The Center for Science in the Public
Interest (CSPI) released a report that said advertising and marketing
of what it termed junk foods had reached an all-time high.
The Washington, DC-based advocacy
group said the wave of promotion was overwhelming parents' ability
to manage their children's diets and had helped lead to a 15 percent
obesity rate among children.
"We acknowledge there are many
contributors to obesity," Margo Wootan, director of nutrition
policy for CSPI, told a news conference. But direct marketing
of low nutritional-value foods to children 'is one of the most
important contributors."
The group asked the Department
of Health and Human Services to work with Congress and the Federal
Trade Commission to limit "junk-food advertising aimed at children."

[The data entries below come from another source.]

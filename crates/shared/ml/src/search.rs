//! Hyperparameter selection: shuffled k-fold cross-validation scored by binary F1.

use crate::error::TrainError;
use crate::forest::ForestParams;
use crate::pipeline::MushroomPipeline;
use crate::preparer::PreparedTable;
use rand::SeedableRng;
use rand::rngs::StdRng;
use rand::seq::SliceRandom;
use rayon::prelude::*;
use tracing::info;

/// Binary F1 with `true` (poisonous) as the positive class; 0 when undefined.
#[must_use]
pub fn f1_score(truth: &[bool], predicted: &[bool]) -> f64 {
    let (mut tp, mut fp, mut fn_) = (0usize, 0usize, 0usize);
    for (&t, &p) in truth.iter().zip(predicted) {
        match (t, p) {
            (true, true) => tp += 1,
            (false, true) => fp += 1,
            (true, false) => fn_ += 1,
            (false, false) => {},
        }
    }
    let denominator = 2 * tp + fp + fn_;
    if denominator == 0 { 0.0 } else { (2 * tp) as f64 / denominator as f64 }
}

#[derive(Debug, Clone, Copy, PartialEq, Eq)]
pub struct KFold {
    pub n_splits: usize,
    pub seed: u64,
}

impl KFold {
    /// Shuffled `(train, test)` index pairs; the first `n % k` folds get one extra row.
    ///
    /// # Errors
    /// Returns [`TrainError::Params`] when `n_splits < 2` or exceeds the number of rows.
    pub fn split(&self, n: usize) -> Result<Vec<(Vec<usize>, Vec<usize>)>, TrainError> {
        if self.n_splits < 2 || self.n_splits > n {
            return Err(TrainError::Params {
                message: format!("cannot make {} folds out of {n} rows", self.n_splits).into(),
                context: None,
            });
        }

        let mut indices: Vec<usize> = (0..n).collect();
        indices.shuffle(&mut StdRng::seed_from_u64(self.seed));

        let base = n / self.n_splits;
        let extra = n % self.n_splits;
        let mut start = 0;

        Ok((0..self.n_splits)
            .map(|fold| {
                let size = base + usize::from(fold < extra);
                let test = indices[start..start + size].to_vec();
                let train = indices[..start].iter().chain(&indices[start + size..]).copied().collect();
                start += size;
                (train, test)
            })
            .collect())
    }
}

/// Candidate grid; every combination is evaluated.
#[derive(Debug, Clone, PartialEq, Eq)]
pub struct ParamGrid {
    pub n_trees: Vec<usize>,
    pub min_samples_split: Vec<usize>,
    pub max_depth: Vec<Option<usize>>,
}

impl Default for ParamGrid {
    fn default() -> Self {
        Self {
            n_trees: vec![50, 150],
            min_samples_split: vec![2, 10],
            max_depth: vec![None, Some(20)],
        }
    }
}

impl ParamGrid {
    #[must_use]
    pub fn candidates(&self, seed: u64) -> Vec<ForestParams> {
        let mut out = Vec::new();
        for &n_trees in &self.n_trees {
            for &min_samples_split in &self.min_samples_split {
                for &max_depth in &self.max_depth {
                    out.push(ForestParams { n_trees, min_samples_split, max_depth, seed });
                }
            }
        }
        out
    }
}

#[derive(Debug, Clone, PartialEq)]
pub struct SearchOutcome {
    pub best: ForestParams,
    pub best_score: f64,
    /// Mean F1 of every candidate, in grid order.
    pub scores: Vec<(ForestParams, f64)>,
}

#[derive(Debug, Clone, PartialEq, Eq)]
pub struct GridSearch {
    pub grid: ParamGrid,
    pub folds: KFold,
}

impl GridSearch {
    /// Cross-validates the whole pipeline (encoder + forest) for every candidate.
    ///
    /// Ties keep the earliest candidate in grid order.
    ///
    /// # Errors
    /// Propagates fold construction and fitting errors.
    pub fn run(
        &self,
        table: &PreparedTable,
        labels: &[bool],
        seed: u64,
    ) -> Result<SearchOutcome, TrainError> {
        let folds = self.folds.split(table.len())?;
        let candidates = self.grid.candidates(seed);
        if candidates.is_empty() {
            return Err(TrainError::Params { message: "empty parameter grid".into(), context: None });
        }

        let scores = candidates
            .par_iter()
            .map(|params| {
                let mut total = 0.0;
                for (train, test) in &folds {
                    let train_labels: Vec<bool> = train.iter().map(|&i| labels[i]).collect();
                    let test_labels: Vec<bool> = test.iter().map(|&i| labels[i]).collect();
                    let pipeline =
                        MushroomPipeline::fit(&table.select(train), &train_labels, params)?;
                    total += f1_score(&test_labels, &pipeline.predict(&table.select(test)));
                }
                Ok((*params, total / folds.len() as f64))
            })
            .collect::<Result<Vec<_>, TrainError>>()?;

        let (best, best_score) = scores
            .iter()
            .copied()
            .reduce(|best, next| if next.1 > best.1 { next } else { best })
            .ok_or("grid search produced no scores")?;

        info!(
            n_trees = best.n_trees,
            min_samples_split = best.min_samples_split,
            max_depth = ?best.max_depth,
            f1 = best_score,
            candidates = scores.len(),
            "Selected hyperparameters"
        );

        Ok(SearchOutcome { best, best_score, scores })
    }
}
use config::{Config, Environment, File};
use serde::de::DeserializeOwned;
use spore_domain::constants::{DEFAULT_CONFIG_FILE, ENV_PREFIX};
use std::borrow::Cow;
use std::path::Path;
use tracing::info;

/// Custom error type for config loading.
#[spore_derive::spore_error]
pub enum ConfigError {
    #[error("Config error{}: {source}", format_context(.context))]
    Config { source: config::ConfigError, context: Option<Cow<'static, str>> },
}

/// Layered configuration loader: a settings file overlaid with environment variables.
///
/// 1. **Base file**: `path` when given (must exist), otherwise `server.{toml,json,yaml}`
///    in the working directory if present. Without a file every section keeps its defaults.
/// 2. **Environment overrides**: variables prefixed with `SPORE__`, nested with double
///    underscores (`SPORE__SERVER__PORT=9000` maps to `server.port`).
///    `SPORE__CORS__ALLOWED_ORIGINS` takes a comma separated list.
///
/// # Errors
/// Returns [`ConfigError::Config`] if an explicit file is missing or the merged
/// sources do not deserialize into `T`.
///
/// # Example
/// ```rust
/// use spore_kernel::config::load_config;
///
/// #[derive(Default, serde::Deserialize)]
/// struct AppConfig {
///     port: u16,
/// }
///
/// let cfg: AppConfig = load_config(Some("config/local")).unwrap_or_default();
/// ```
pub fn load_config<T>(path: Option<impl AsRef<Path>>) -> Result<T, ConfigError>
where
    T: DeserializeOwned,
{
    let file = match &path {
        Some(p) => File::from(p.as_ref()).required(true),
        None => File::with_name(DEFAULT_CONFIG_FILE).required(false),
    };
    let source = path
        .as_ref()
        .map_or_else(|| format!("{DEFAULT_CONFIG_FILE} (optional)"), |p| p.as_ref().display().to_string());

    let builder = Config::builder().add_source(file).add_source(
        Environment::with_prefix(ENV_PREFIX)
            .separator("__")
            .convert_case(config::Case::Snake)
            .try_parsing(true)
            .list_separator(",")
            .with_list_parse_key("cors.allowed_origins"),
    );

    info!(source = %source, "Loading config");

    let config = builder
        .build()
        .context("Failed to build config")?
        .try_deserialize::<T>()
        .context("Failed to deserialize config")?;

    Ok(config)
}
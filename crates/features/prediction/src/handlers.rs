use crate::Prediction;
use axum::Json;
use axum::extract::State;
use axum::routing::{get, post};
use spore_derive::api_handler;
use spore_kernel::domain::api::{
    ErrorResponse, MushroomsBatch, PredictResponse, ProbaBatchQuery, ProbaResponse, StatusResponse,
};
use spore_kernel::domain::constants::PREDICTION_TAG;
use spore_kernel::domain::mushroom::MushroomRecord;
use spore_kernel::server::{ApiError, ApiState, ValidJson, ValidQuery};
use utoipa_axum::router::OpenApiRouter;
use utoipa_axum::routes;

pub(crate) fn router() -> OpenApiRouter<ApiState> {
    OpenApiRouter::new()
        .routes(routes!(predict_handler))
        .routes(routes!(predict_proba_handler))
        .routes(routes!(predict_batch_handler))
        .routes(routes!(predict_proba_batch_handler))
        .routes(routes!(status_handler))
        .route("/predict", get(predict_handler))
        .route("/predict/predict_proba", get(predict_proba_handler))
        .route("/predict/predict_batch", post(predict_batch_handler))
        .route("/predict/predict_proba_batch", get(predict_proba_batch_handler))
        .route("/predict/status", get(status_handler))
}

fn slice(state: &ApiState) -> Result<&Prediction, ApiError> {
    Ok(state.try_get_slice::<Prediction>()?)
}

/// Classify one mushroom as poisonous or edible.
#[api_handler(
    get,
    path = "/predict/",
    params(MushroomRecord),
    responses(
        (status = OK, description = "`poisonous` is null until a model is trained", body = PredictResponse),
        (status = UNPROCESSABLE_ENTITY, description = "Missing or invalid field", body = ErrorResponse),
    ),
    tag = PREDICTION_TAG,
)]
pub(crate) async fn predict_handler(
    State(state): State<ApiState>,
    ValidQuery(record): ValidQuery<MushroomRecord>,
) -> Result<Json<PredictResponse>, ApiError> {
    Ok(Json(slice(&state)?.service.predict(&record)?))
}

/// Probability that one mushroom is poisonous.
#[api_handler(
    get,
    path = "/predict/predict_proba/",
    params(MushroomRecord),
    responses(
        (status = OK, description = "Probability in [0, 1], null until a model is trained", body = ProbaResponse),
        (status = UNPROCESSABLE_ENTITY, description = "Missing or invalid field", body = ErrorResponse),
    ),
    tag = PREDICTION_TAG,
)]
pub(crate) async fn predict_proba_handler(
    State(state): State<ApiState>,
    ValidQuery(record): ValidQuery<MushroomRecord>,
) -> Result<Json<ProbaResponse>, ApiError> {
    Ok(Json(slice(&state)?.service.predict_proba(&record)?))
}

/// Classify a list of mushrooms; one answer per input, in order.
#[api_handler(
    post,
    path = "/predict/predict_batch/",
    request_body = MushroomsBatch,
    responses(
        (status = OK, description = "One entry per mushroom", body = [PredictResponse]),
        (status = UNPROCESSABLE_ENTITY, description = "Invalid body", body = ErrorResponse),
    ),
    tag = PREDICTION_TAG,
)]
pub(crate) async fn predict_batch_handler(
    State(state): State<ApiState>,
    ValidJson(batch): ValidJson<MushroomsBatch>,
) -> Result<Json<Vec<PredictResponse>>, ApiError> {
    Ok(Json(slice(&state)?.service.predict_batch(&batch.mushrooms)?))
}

/// Poisonous probability for column-wise lists of attributes.
///
/// Every attribute is repeated once per mushroom; all lists must have the same length.
#[api_handler(
    get,
    path = "/predict/predict_proba_batch/",
    params(ProbaBatchQuery),
    responses(
        (status = OK, description = "One entry per mushroom", body = [ProbaResponse]),
        (status = UNPROCESSABLE_ENTITY, description = "Invalid value or lists of different lengths", body = ErrorResponse),
    ),
    tag = PREDICTION_TAG,
)]
pub(crate) async fn predict_proba_batch_handler(
    State(state): State<ApiState>,
    ValidQuery(query): ValidQuery<ProbaBatchQuery>,
) -> Result<Json<Vec<ProbaResponse>>, ApiError> {
    let records = query.into_records()?;
    Ok(Json(slice(&state)?.service.predict_proba_batch(&records)?))
}

/// When the served model was trained.
#[api_handler(
    get,
    path = "/predict/status/",
    responses(
        (status = OK, description = "RFC 3339 training timestamp", body = StatusResponse),
        (status = INTERNAL_SERVER_ERROR, description = "No model trained yet", body = ErrorResponse),
    ),
    tag = PREDICTION_TAG,
)]
pub(crate) async fn status_handler(
    State(state): State<ApiState>,
) -> Result<Json<StatusResponse>, ApiError> {
    Ok(Json(slice(&state)?.service.status()?))
}
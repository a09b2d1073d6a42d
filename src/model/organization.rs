use async_trait::async_trait;
use chrono::NaiveDateTime;
use serde::{Deserialize, Serialize};

use super::{Entity, Stamps, User};
use crate::error::Result;
use crate::join::JoinRecord;
use crate::schema::{EntityDescriptor, ORGANIZATIONS, USER_ORGANIZATION};
use crate::store::EntityStore;
use crate::types::{Row, SqlValue};

#[derive(Debug, Clone, Default, PartialEq, Serialize, Deserialize)]
#[serde(rename_all = "camelCase", default)]
pub struct Organization {
    pub id: Option<i64>,
    pub name: String,
    pub description: Option<String>,
    pub created_by_user_id: Option<i64>,
    pub updated_by_user_id: Option<i64>,
    pub created_by: Option<User>,
    pub updated_by: Option<User>,
    /// Members through `UserOrganization`
    pub users: Vec<User>,
    pub created_at: Option<NaiveDateTime>,
    pub updated_at: Option<NaiveDateTime>,
}

impl Organization {
    pub fn new(name: impl Into<String>, created_by_user_id: i64) -> Self {
        Self {
            name: name.into(),
            created_by_user_id: Some(created_by_user_id),
            updated_by_user_id: Some(created_by_user_id),
            ..Self::default()
        }
    }

    pub async fn add_user(
        store: &EntityStore,
        organization_id: i64,
        user_id: i64,
        created_by_user_id: i64,
    ) -> Result<u64> {
        store
            .join(&USER_ORGANIZATION)
            .add(JoinRecord::new(organization_id, user_id, created_by_user_id))
            .await
    }

    pub async fn erase_user(store: &EntityStore, organization_id: i64, user_id: i64) -> Result<u64> {
        store
            .join(&USER_ORGANIZATION)
            .remove_pair(organization_id, user_id)
            .await
    }
}

#[async_trait]
impl Entity for Organization {
    const DESCRIPTOR: EntityDescriptor = ORGANIZATIONS;

    fn id(&self) -> Option<i64> {
        self.id
    }

    fn set_id(&mut self, id: i64) {
        self.id = Some(id);
    }

    fn attribute_values(&self) -> Vec<SqlValue> {
        vec![
            self.name.as_str().into(),
            self.description.clone().into(),
            self.created_by_user_id.into(),
            self.updated_by_user_id.into(),
        ]
    }

    async fn hydrate(store: &EntityStore, row: Row) -> Result<Self> {
        let stamps = Stamps::read(&Self::DESCRIPTOR, &row)?;
        let created_by_user_id = row.i64("createdByUserId");
        let updated_by_user_id = row.i64("updatedByUserId");

        Ok(Self {
            id: Some(stamps.id),
            name: row.text("name").unwrap_or_default(),
            description: row.text("description"),
            created_by_user_id,
            updated_by_user_id,
            created_by: store.resolve(created_by_user_id).await?,
            updated_by: store.resolve(updated_by_user_id).await?,
            users: store.resolve_rights(&USER_ORGANIZATION, stamps.id).await?,
            created_at: stamps.created_at,
            updated_at: stamps.updated_at,
        })
    }
}
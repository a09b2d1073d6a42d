use async_trait::async_trait;
use chrono::NaiveDateTime;
use serde::{Deserialize, Serialize};

use super::{Entity, Organization, Permission, Stamps, User};
use crate::error::Result;
use crate::join::JoinRecord;
use crate::schema::{EntityDescriptor, ROLE_PERMISSION, ROLES, USER_ROLE};
use crate::store::EntityStore;
use crate::types::{Row, SqlValue};

/// A named set of permissions scoped to an organization
#[derive(Debug, Clone, Default, PartialEq, Serialize, Deserialize)]
#[serde(rename_all = "camelCase", default)]
pub struct Role {
    pub id: Option<i64>,
    pub name: String,
    pub description: Option<String>,
    pub organization_id: Option<i64>,
    pub created_by_user_id: Option<i64>,
    pub updated_by_user_id: Option<i64>,
    pub organization: Option<Organization>,
    pub created_by: Option<User>,
    pub updated_by: Option<User>,
    /// Holders through `UserRole`
    pub users: Vec<User>,
    /// Grants through `RolePermission`
    pub permissions: Vec<Permission>,
    pub created_at: Option<NaiveDateTime>,
    pub updated_at: Option<NaiveDateTime>,
}

impl Role {
    pub fn new(name: impl Into<String>, organization_id: i64, created_by_user_id: i64) -> Self {
        Self {
            name: name.into(),
            organization_id: Some(organization_id),
            created_by_user_id: Some(created_by_user_id),
            updated_by_user_id: Some(created_by_user_id),
            ..Self::default()
        }
    }

    pub async fn add_user(
        store: &EntityStore,
        role_id: i64,
        user_id: i64,
        created_by_user_id: i64,
    ) -> Result<u64> {
        store
            .join(&USER_ROLE)
            .add(JoinRecord::new(role_id, user_id, created_by_user_id))
            .await
    }

    pub async fn erase_user(store: &EntityStore, role_id: i64, user_id: i64) -> Result<u64> {
        store.join(&USER_ROLE).remove_pair(role_id, user_id).await
    }

    pub async fn add_permission(
        store: &EntityStore,
        role_id: i64,
        permission_id: i64,
        created_by_user_id: i64,
    ) -> Result<u64> {
        store
            .join(&ROLE_PERMISSION)
            .add(JoinRecord::new(role_id, permission_id, created_by_user_id))
            .await
    }

    pub async fn erase_permission(
        store: &EntityStore,
        role_id: i64,
        permission_id: i64,
    ) -> Result<u64> {
        store
            .join(&ROLE_PERMISSION)
            .remove_pair(role_id, permission_id)
            .await
    }
}

#[async_trait]
impl Entity for Role {
    const DESCRIPTOR: EntityDescriptor = ROLES;

    fn id(&self) -> Option<i64> {
        self.id
    }

    fn set_id(&mut self, id: i64) {
        self.id = Some(id);
    }

    fn attribute_values(&self) -> Vec<SqlValue> {
        vec![
            self.name.as_str().into(),
            self.description.clone().into(),
            self.organization_id.into(),
            self.created_by_user_id.into(),
            self.updated_by_user_id.into(),
        ]
    }

    async fn hydrate(store: &EntityStore, row: Row) -> Result<Self> {
        let stamps = Stamps::read(&Self::DESCRIPTOR, &row)?;
        let organization_id = row.i64("organizationId");
        let created_by_user_id = row.i64("createdByUserId");
        let updated_by_user_id = row.i64("updatedByUserId");

        Ok(Self {
            id: Some(stamps.id),
            name: row.text("name").unwrap_or_default(),
            description: row.text("description"),
            organization_id,
            created_by_user_id,
            updated_by_user_id,
            organization: store.resolve(organization_id).await?,
            created_by: store.resolve(created_by_user_id).await?,
            updated_by: store.resolve(updated_by_user_id).await?,
            users: store.resolve_rights(&USER_ROLE, stamps.id).await?,
            permissions: store.resolve_rights(&ROLE_PERMISSION, stamps.id).await?,
            created_at: stamps.created_at,
            updated_at: stamps.updated_at,
        })
    }
}
//! SQL Identifier Sanitization Utilities
//!
//! Table and column names are interpolated into statement text, so they must
//! come from schema descriptors. These helpers quote them and let descriptors
//! be checked for names that would need quoting to be safe.

use std::sync::LazyLock;

use regex::Regex;

/// SQLite keywords that cannot be used as unquoted identifiers
pub const SQLITE_RESERVED_WORDS: &[&str] = &[
    "ABORT",
    "ACTION",
    "ADD",
    "AFTER",
    "ALL",
    "ALTER",
    "ANALYZE",
    "AND",
    "AS",
    "ASC",
    "ATTACH",
    "AUTOINCREMENT",
    "BEFORE",
    "BEGIN",
    "BETWEEN",
    "BY",
    "CASCADE",
    "CASE",
    "CAST",
    "CHECK",
    "COLLATE",
    "COLUMN",
    "COMMIT",
    "CONFLICT",
    "CONSTRAINT",
    "CREATE",
    "CROSS",
    "CURRENT_DATE",
    "CURRENT_TIME",
    "CURRENT_TIMESTAMP",
    "DATABASE",
    "DEFAULT",
    "DEFERRABLE",
    "DEFERRED",
    "DELETE",
    "DESC",
    "DETACH",
    "DISTINCT",
    "DROP",
    "EACH",
    "ELSE",
    "END",
    "ESCAPE",
    "EXCEPT",
    "EXCLUSIVE",
    "EXISTS",
    "EXPLAIN",
    "FAIL",
    "FOR",
    "FOREIGN",
    "FROM",
    "FULL",
    "GLOB",
    "GROUP",
    "HAVING",
    "IF",
    "IGNORE",
    "IMMEDIATE",
    "IN",
    "INDEX",
    "INDEXED",
    "INITIALLY",
    "INNER",
    "INSERT",
    "INSTEAD",
    "INTERSECT",
    "INTO",
    "IS",
    "ISNULL",
    "JOIN",
    "KEY",
    "LEFT",
    "LIKE",
    "LIMIT",
    "MATCH",
    "NATURAL",
    "NO",
    "NOT",
    "NOTNULL",
    "NULL",
    "OF",
    "OFFSET",
    "ON",
    "OR",
    "ORDER",
    "OUTER",
    "PLAN",
    "PRAGMA",
    "PRIMARY",
    "QUERY",
    "RAISE",
    "RECURSIVE",
    "REFERENCES",
    "REGEXP",
    "REINDEX",
    "RELEASE",
    "RENAME",
    "REPLACE",
    "RESTRICT",
    "RETURNING",
    "RIGHT",
    "ROLLBACK",
    "ROW",
    "SAVEPOINT",
    "SELECT",
    "SET",
    "TABLE",
    "TEMP",
    "TEMPORARY",
    "THEN",
    "TO",
    "TRANSACTION",
    "TRIGGER",
    "UNION",
    "UNIQUE",
    "UPDATE",
    "USING",
    "VACUUM",
    "VALUES",
    "VIEW",
    "VIRTUAL",
    "WHEN",
    "WHERE",
    "WITH",
    "WITHOUT",
];

static IDENTIFIER_PATTERN: LazyLock<Regex> =
    LazyLock::new(|| Regex::new(r"^[A-Za-z][A-Za-z0-9_]*$").expect("identifier pattern is valid"));

/// Quote a SQL identifier to make it safe for use in statement text
///
/// # Example
/// ```
/// use teamtask_store::sql::quote_identifier;
///
/// assert_eq!(quote_identifier("Users"), "\"Users\"");
/// assert_eq!(quote_identifier("odd\"name"), "\"odd\"\"name\"");
/// ```
pub fn quote_identifier(identifier: &str) -> String {
    let escaped = identifier.replace('"', "\"\"");
    format!("\"{}\"", escaped)
}

/// Validate a table or column name declared by a schema descriptor
///
/// Rules:
/// - Must start with a letter
/// - Can only contain ASCII letters, digits and underscores (camelCase is fine)
/// - Cannot be an SQLite keyword
///
/// # Example
/// ```
/// use teamtask_store::sql::validate_identifier;
///
/// assert!(validate_identifier("createdByUserId").is_ok());
/// assert!(validate_identifier("order").is_err());
/// assert!(validate_identifier("name; DROP TABLE Users").is_err());
/// ```
pub fn validate_identifier(name: &str) -> Result<(), String> {
    if name.is_empty() {
        return Err("Identifier cannot be empty".to_string());
    }

    if !IDENTIFIER_PATTERN.is_match(name) {
        return Err(format!(
            "Invalid identifier '{}': must start with a letter and contain only letters, numbers, and underscores",
            name
        ));
    }

    let upper = name.to_uppercase();
    if SQLITE_RESERVED_WORDS.contains(&upper.as_str()) {
        return Err(format!("'{}' is a reserved keyword", name));
    }

    Ok(())
}
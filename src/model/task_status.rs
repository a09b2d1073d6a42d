use async_trait::async_trait;
use chrono::NaiveDateTime;
use serde::{Deserialize, Serialize};

use super::{Entity, Stamps};
use crate::error::Result;
use crate::schema::{EntityDescriptor, TASK_STATUS};
use crate::store::EntityStore;
use crate::types::{Row, SqlValue};

/// A workflow state a task can be in (lookup table)
#[derive(Debug, Clone, Default, PartialEq, Serialize, Deserialize)]
#[serde(rename_all = "camelCase", default)]
pub struct TaskStatus {
    pub id: Option<i64>,
    pub name: String,
    pub description: Option<String>,
    pub created_at: Option<NaiveDateTime>,
    pub updated_at: Option<NaiveDateTime>,
}

impl TaskStatus {
    pub fn new(name: impl Into<String>) -> Self {
        Self {
            name: name.into(),
            ..Self::default()
        }
    }
}

#[async_trait]
impl Entity for TaskStatus {
    const DESCRIPTOR: EntityDescriptor = TASK_STATUS;

    fn id(&self) -> Option<i64> {
        self.id
    }

    fn set_id(&mut self, id: i64) {
        self.id = Some(id);
    }

    fn attribute_values(&self) -> Vec<SqlValue> {
        vec![self.name.as_str().into(), self.description.clone().into()]
    }

    async fn hydrate(_store: &EntityStore, row: Row) -> Result<Self> {
        let stamps = Stamps::read(&Self::DESCRIPTOR, &row)?;
        Ok(Self {
            id: Some(stamps.id),
            name: row.text("name").unwrap_or_default(),
            description: row.text("description"),
            created_at: stamps.created_at,
            updated_at: stamps.updated_at,
        })
    }
}
//! EntityStore - generic CRUD over schema descriptors
//!
//! Every operation is driven by the entity's [`EntityDescriptor`]: INSERT and
//! UPDATE bind the entity's values in attribute order, DELETE and SELECT run
//! a predicate built from a [`Criteria`] object, and SELECT results are
//! hydrated into domain objects through [`Entity::hydrate`].

use std::sync::Arc;

use crate::backend::{SqlBackend, SqliteBackend};
use crate::config::{JoinPolicy, StoreConfig};
use crate::error::{Result, StoreError};
use crate::model::Entity;
use crate::schema::EntityDescriptor;
use crate::sql::Criteria;
use crate::sql::statement;
use crate::types::Row;

/// Handle on the relational store shared by every entity
///
/// Cloning is cheap; clones share the same backend.
#[derive(Clone)]
pub struct EntityStore {
    backend: Arc<dyn SqlBackend>,
    join_policy: JoinPolicy,
}

impl std::fmt::Debug for EntityStore {
    fn fmt(&self, f: &mut std::fmt::Formatter<'_>) -> std::fmt::Result {
        f.debug_struct("EntityStore")
            .field("join_policy", &self.join_policy)
            .finish_non_exhaustive()
    }
}

impl EntityStore {
    /// Connect to the SQLite database named by the configuration
    pub async fn connect(config: StoreConfig) -> Result<Self> {
        let backend = SqliteBackend::connect(&config).await?;
        Ok(Self::with_backend(Arc::new(backend), config.join_policy))
    }

    /// Use an existing backend (another driver, a shared pool, a test double)
    pub fn with_backend(backend: Arc<dyn SqlBackend>, join_policy: JoinPolicy) -> Self {
        Self {
            backend,
            join_policy,
        }
    }

    /// The backend statements are sent to
    pub fn backend(&self) -> &dyn SqlBackend {
        self.backend.as_ref()
    }

    pub fn join_policy(&self) -> JoinPolicy {
        self.join_policy
    }

    // =========================================================================
    // Entity Operations
    // =========================================================================

    /// Insert `entity` using its descriptor's attribute order
    ///
    /// Returns the id the store assigned to the new row.
    pub async fn create<E: Entity>(&self, entity: &E) -> Result<i64> {
        let descriptor = &E::DESCRIPTOR;
        let stmt = statement::insert(descriptor, entity.attribute_values());
        let outcome = self.backend.execute(&stmt).await?;

        outcome.last_insert_id.ok_or_else(|| {
            StoreError::missing_column(descriptor.table_name, "id")
        })
    }

    /// Every row of the entity's table, hydrated
    pub async fn read_all<E: Entity>(&self) -> Result<Vec<E>> {
        let stmt = statement::select_all(&E::DESCRIPTOR);
        let rows = self.backend.fetch(&stmt).await?;
        self.hydrate_rows(rows).await
    }

    /// Write every attribute of `entity` to the row with its id
    ///
    /// Returns the number of rows affected (0 when the row no longer exists).
    pub async fn update<E: Entity>(&self, entity: &E) -> Result<u64> {
        let descriptor = &E::DESCRIPTOR;
        let id = entity
            .id()
            .ok_or(StoreError::MissingId(descriptor.table_name))?;

        let stmt = statement::update_by_id(descriptor, entity.attribute_values(), id);
        Ok(self.backend.execute(&stmt).await?.rows_affected)
    }

    /// Delete every row matching `criteria`
    ///
    /// Empty criteria are refused rather than deleting the whole table.
    pub async fn erase<E: Entity>(&self, criteria: &Criteria) -> Result<u64> {
        self.erase_in(&E::DESCRIPTOR, criteria).await
    }

    /// Rows matching `criteria`, hydrated; empty criteria means no restriction
    pub async fn search<E: Entity>(&self, criteria: &Criteria) -> Result<Vec<E>> {
        let descriptor = &E::DESCRIPTOR;
        criteria.validate(descriptor)?;

        let stmt = statement::select_where(descriptor, criteria);
        let rows = self.backend.fetch(&stmt).await?;
        self.hydrate_rows(rows).await
    }

    /// First match of `search({id})`
    pub async fn find<E: Entity>(&self, id: i64) -> Result<Option<E>> {
        Ok(self
            .search::<E>(&Criteria::by_id(id))
            .await?
            .into_iter()
            .next())
    }

    pub(crate) async fn erase_in(
        &self,
        descriptor: &EntityDescriptor,
        criteria: &Criteria,
    ) -> Result<u64> {
        if criteria.is_empty() {
            return Err(StoreError::EmptyCriteria(descriptor.table_name));
        }
        criteria.validate(descriptor)?;

        let stmt = statement::delete_where(descriptor, criteria);
        Ok(self.backend.execute(&stmt).await?.rows_affected)
    }

    async fn hydrate_rows<E: Entity>(&self, rows: Vec<Row>) -> Result<Vec<E>> {
        let mut entities = Vec::with_capacity(rows.len());
        for row in rows {
            entities.push(E::hydrate(self, row).await?);
        }
        Ok(entities)
    }
}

Current federal rules do not restrict
advertising content to children, only how much time ads can take
up during children's programming -- 10.5 minutes per hour on weekends
and 12 minutes per hour during the week.
All marketing aimed at children
-- including food -- increased from $6.9 billion in 1992 to
$15 billion in 2002, according to CSPI.
It is unclear how much of that
is for food, but Mary Story of the University of Minnesota School
of Public Health, said that for every $1 spent by the U.S.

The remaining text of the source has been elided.